When Ontario published its first Sunshine List in 1996, it was a short document. A six-figure public-sector salary was unusual, and the list named only a few thousand of the province's highest earners. Three decades later, the same list names hundreds of thousands of people.
Almost none of that growth is because public servants suddenly got rich. It is because the $100,000 threshold never moved.
A line frozen in time
The Public Sector Salary Disclosure Act set the bar at $100,000 in 1996 and left it there. Every year, ordinary inflation and routine raises push another wave of nurses, teachers, police officers, and mid-level managers across a line that was originally meant to capture executives.
Indexed to inflation, the 1996 threshold would sit near $185,000 today (Statistics Canada CPI). At that level the list would be dramatically smaller — and would once again mostly contain senior leadership.

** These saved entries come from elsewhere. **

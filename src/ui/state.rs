//! UI state for the roadmap explorer

use crate::curriculum::model::InteractiveTool;
use crate::llm::commit::EMPTY_DESCRIPTION_MSG;
use crate::resolver::{self, Resolution};
use crate::selection::SelectionController;

/// Which pane receives keyboard input.
#[derive(Debug, Clone, Copy, PartialEq, Eq)]
pub enum Focus {
    Steps,
    Skills,
    CommitInput,
}

/// Top-level application state
#[derive(Debug)]
pub struct App {
    pub controller: SelectionController,
    pub focus: Focus,
    /// Change description typed into the commit tool.
    pub commit_input: String,
    /// Last generated commit message, if any.
    pub commit_output: Option<String>,
    /// Last generation error, if any.
    pub commit_error: Option<String>,
    /// A generation request is in flight; the tool is disabled.
    pub busy: bool,
    pub should_quit: bool,
}

impl App {
    pub fn new(controller: SelectionController) -> Self {
        Self {
            controller,
            focus: Focus::Steps,
            commit_input: String::new(),
            commit_output: None,
            commit_error: None,
            busy: false,
            should_quit: false,
        }
    }

    /// Resolve the current selection to its render outcome.
    pub fn resolution(&self) -> Resolution {
        let (step_id, skill) = self.controller.current();
        resolver::resolve(self.controller.registry(), step_id, skill)
    }

    /// The interactive tool on the current page, if the selection
    /// resolves to a dedicated unit that carries one.
    pub fn interactive_tool(&self) -> Option<&'static InteractiveTool> {
        match self.resolution() {
            Resolution::Dedicated(unit) => unit.interactive_tool(),
            _ => None,
        }
    }

    /// Changing step or skill dismisses any stale tool output.
    pub fn clear_commit_results(&mut self) {
        self.commit_output = None;
        self.commit_error = None;
        if self.focus == Focus::CommitInput {
            self.focus = Focus::Skills;
        }
    }

    /// Begin a generation request. Returns the description to submit,
    /// or `None` when the request must not be sent (already in flight,
    /// or nothing typed; the empty case surfaces the usual message
    /// without a network call).
    pub fn begin_generation(&mut self) -> Option<String> {
        if self.busy {
            return None;
        }
        let description = self.commit_input.trim().to_string();
        if description.is_empty() {
            self.commit_error = Some(EMPTY_DESCRIPTION_MSG.to_string());
            self.commit_output = None;
            return None;
        }
        self.busy = true;
        self.commit_error = None;
        self.commit_output = None;
        Some(description)
    }

    /// Record the outcome of a generation request and re-enable the tool.
    pub fn finish_generation(&mut self, outcome: Result<String, String>) {
        self.busy = false;
        match outcome {
            Ok(message) => self.commit_output = Some(message),
            Err(reason) => self.commit_error = Some(reason),
        }
    }
}

#[cfg(test)]
mod tests {
    use super::*;
    use crate::curriculum::CurriculumRegistry;

    fn app() -> App {
        App::new(SelectionController::new(CurriculumRegistry::builtin()).unwrap())
    }

    #[test]
    fn test_tool_only_visible_on_git_unit() {
        let mut a = app();
        assert!(a.interactive_tool().is_none());

        a.controller.select_skill("Git & version control").unwrap();
        let tool = a.interactive_tool().expect("git unit carries the tool");
        assert_eq!(tool.title, "AI Commit Message Generator");
    }

    #[test]
    fn test_empty_input_sets_error_without_starting_request() {
        let mut a = app();
        a.commit_input = "   ".into();
        assert!(a.begin_generation().is_none());
        assert!(!a.busy);
        assert_eq!(a.commit_error.as_deref(), Some(EMPTY_DESCRIPTION_MSG));
    }

    #[test]
    fn test_only_one_request_in_flight() {
        let mut a = app();
        a.commit_input = "added retry logic".into();
        assert!(a.begin_generation().is_some());
        assert!(a.busy);
        // A second submit while busy is ignored.
        assert!(a.begin_generation().is_none());

        a.finish_generation(Ok("feat: add retry logic".into()));
        assert!(!a.busy);
        assert_eq!(a.commit_output.as_deref(), Some("feat: add retry logic"));
    }

    #[test]
    fn test_failure_returns_tool_to_idle() {
        let mut a = app();
        a.commit_input = "broke everything".into();
        a.begin_generation();
        a.finish_generation(Err("Failed to generate commit message: boom".into()));
        assert!(!a.busy);
        assert!(a.commit_error.as_deref().unwrap_or("").contains("boom"));
        // Idle again, a retry is allowed.
        assert!(a.begin_generation().is_some());
    }
}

Why the list keeps growing
- Inflation quietly lifts salaries above a fixed line every year.
- Sector growth — health care and education have expanded their headcounts.
- Negotiated raises compound over time, especially in unionized roles.
What it means for reading the list
Being "on the Sunshine List" no longer signals an unusually high salary. A registered nurse with overtime, a senior teacher, or an experienced police constable can all appear. The most useful way to read the data is in context — compared to peers in the same job title or employer, not against the 1996 idea of a $100,000 earner.